New weighing equipment helps company pass audit risk-based process verification

Published: 23-May-2017

Mettler Toledo's Good Weighing Practice Verification provides scientific basis for our weighing equipment verification

For more than 200 years, the German-based company Klosterfrau Healthcare has been developing, manufacturing and selling pharmaceutical products.

Its portfolio combines traditional remedies with modern drug therapies and encompasses more than 30 brands and nearly 220 over-the-counter products.

At its Berlin site, the company runs state-of-the-art production lines. Scales and balances, whether in quality control or production, are an integral part of the process.

Every piece of weighing equipment in use must be regularly calibrated and qualified to ensure regulatory compliance.

The challenge for Claudia Brostmeyer, Head of Quality Control at the Berlin site, is to ensure that all workplaces with their variety of processes and responsibilities calibrate and qualify weighing equipment according to stringent GMP and Good Laboratory Practice standards.

Weighing station

Running a compliant weighing station is complex. In addition to making sure that a scale or balance is suitable for the application, sound documentation must prove that suitability to auditors.

Operators also must be trained according to valid standard operating procedures to ensure periodic equipment testing, calibration, and qualification is done accurately.
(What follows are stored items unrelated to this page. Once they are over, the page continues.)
use std::collections::BTreeMap;

use chrono::{DateTime, Utc};
use serde::Serialize;
use tracing::{error, info};

use crate::branch::Branch;
use crate::stats::{GrandStats, MonthlyStats, SalespersonStats};

/// Everything a sink needs to draw one full refresh of the dashboard.
#[derive(Debug, Clone, PartialEq, Serialize)]
pub struct DashboardView {
    pub grand: GrandStats,
    pub ranking: Vec<SalespersonStats>,
    pub details: BTreeMap<Branch, Vec<SalespersonStats>>,
    pub monthly: Vec<MonthlyStats>,
    pub last_synced_at: Option<DateTime<Utc>>,
}

/// Consumer of engine output. `render` receives the recomputed view after
/// every applied update; `notify` carries transient user-facing status.
pub trait PresentationSink {
    fn render(&mut self, view: &DashboardView);
    fn notify(&mut self, message: &str, is_error: bool);
}

/// Sink that renders the dashboard as structured log output. Stands in for
/// a real display surface during headless runs.
pub struct LogSink;

impl PresentationSink for LogSink {
    fn render(&mut self, view: &DashboardView) {
        let mut lines = vec![format!(
            "總體 target {} achieved {} remaining {} progress {}%",
            view.grand.grand_total_target,
            view.grand.grand_total_achieved,
            view.grand.grand_total_remaining,
            view.grand.grand_progress_pct,
        )];
        for (branch, stats) in &view.grand.branches {
            lines.push(format!(
                "{}分行 target {} achieved {} progress {}%",
                branch.label(),
                stats.total_target,
                stats.total_achieved,
                stats.progress_pct,
            ));
        }
        for (position, entry) in view.ranking.iter().enumerate() {
            lines.push(format!(
                "#{} {} ({}分行) achieved {} progress {}%",
                position + 1,
                entry.name,
                entry.branch.label(),
                entry.achieved,
                entry.progress,
            ));
        }
        for month in &view.monthly {
            lines.push(format!(
                "{}: total {} finance {} insurance {}",
                month.month, month.total, month.finance, month.insurance,
            ));
        }

        info!(
            last_synced_at = ?view.last_synced_at,
            "Dashboard refreshed:\n{}",
            lines.join("\n")
        );
    }

    fn notify(&mut self, message: &str, is_error: bool) {
        if is_error {
            error!("{message}");
        } else {
            info!("{message}");
        }
    }
}
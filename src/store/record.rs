use rust_decimal::Decimal;
use serde::{Deserialize, Serialize};

/// One sale as delivered by the remote store. Extra fields on the wire are
/// ignored; the document id is assigned remotely and treated as opaque.
#[derive(Debug, Clone, PartialEq, Serialize, Deserialize)]
#[serde(rename_all = "camelCase")]
pub struct CustomerRecord {
    pub id: String,
    pub amount: Decimal,
    pub salesperson: String,
    pub order_month: String, // "YYYY-MM" tag
    pub product_type: String,
}

/// Product tags carried on records. Anything else falls outside the
/// finance/insurance monthly split but still counts toward totals.
pub const PRODUCT_FINANCE: &str = "finance";
pub const PRODUCT_INSURANCE: &str = "insurance";

#[cfg(test)]
mod tests {
    use rust_decimal_macros::dec;

    use super::*;

    #[test]
    fn parses_wire_shape_and_ignores_extra_fields() {
        let raw = r#"{
            "id": "a1b2",
            "amount": 500,
            "salesperson": "張瓊月",
            "orderMonth": "2026-01",
            "productType": "finance",
            "createdAt": "2026-01-07T09:30:00Z",
            "note": "walk-in"
        }"#;

        let record: CustomerRecord = serde_json::from_str(raw).unwrap();
        assert_eq!(record.id, "a1b2");
        assert_eq!(record.amount, dec!(500));
        assert_eq!(record.order_month, "2026-01");
        assert_eq!(record.product_type, PRODUCT_FINANCE);
    }
}
// Centralized logging setup: runtime log levels from env, pretty console
// output, optional structured JSON file output.
use std::env;
use std::fs;
use std::sync::OnceLock;

use tracing_subscriber::{
    EnvFilter, fmt,
    layer::{Layer, SubscriberExt},
    util::SubscriberInitExt,
};

static FILE_GUARD: OnceLock<tracing_appender::non_blocking::WorkerGuard> = OnceLock::new();

pub fn init_logging(service: String) -> eyre::Result<()> {
    // Log levels for console and file come from env; everything outside this
    // crate is capped at warn.
    let console_log_level = env::var("CONSOLE_LOG_LEVEL").unwrap_or_else(|_| "INFO".to_string());
    let file_log_level = env::var("FILE_LOG_LEVEL").unwrap_or_else(|_| "INFO".to_string());
    let log_to_file = env::var("LOG_TO_FILE").unwrap_or_else(|_| "false".to_string()) == "true";

    let env_filter_console =
        EnvFilter::try_new(format!("warn,branch_sales_monitor={console_log_level}"))
            .unwrap_or_else(|_| EnvFilter::new("branch_sales_monitor=info"));

    let console_layer = fmt::Layer::new().pretty().with_filter(env_filter_console);

    if log_to_file {
        let env_filter_file =
            EnvFilter::try_new(format!("warn,branch_sales_monitor={file_log_level}"))
                .unwrap_or_else(|_| EnvFilter::new("branch_sales_monitor=info"));

        let log_dir = std::path::Path::new("logs");
        fs::create_dir_all(log_dir)?;
        let file_appender = tracing_appender::rolling::never(log_dir, format!("{service}.log"));
        let (non_blocking, guard) = tracing_appender::non_blocking(file_appender);
        FILE_GUARD.set(guard).ok(); // Keep the guard alive for the process lifetime

        // File layer: structured JSON logs with UTC timestamps
        let file_layer = fmt::Layer::new()
            .json()
            .with_writer(non_blocking)
            .with_timer(fmt::time::UtcTime::rfc_3339())
            .with_filter(env_filter_file);

        tracing_subscriber::registry()
            .with(console_layer)
            .with(file_layer)
            .init();
    } else {
        tracing_subscriber::registry().with(console_layer).init();
    }

    Ok(())
}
When Brostmeyer learned about Good Weighing Practice (GWP) Verification from Mettler Toledo, she immediately recognised that this approach would make her life easier.

“GWP is a well thought-out and accepted concept that provides a scientific basis for our weighing equipment verification needs,” she said.

After Mettler Toledo conducted a GWP Verification assessment at Klosterfrau’s Berlin site, Brostmeyer received a risk-based assessment and testing recommendations for each scale and balance.

“What I like about the verification document is that it clearly states whether the equipment is suitable for the given process,” said Brostmeyer.

“It also provides recommendations on which tests should be conducted at which intervals with which test weights. That makes it easy for me to instruct operators and maintenance personnel on appropriate testing procedures.”

Shortly after Mettler Toledo verified the weighing equipment, a production audit put the new process to the test, leaving no questions unanswered.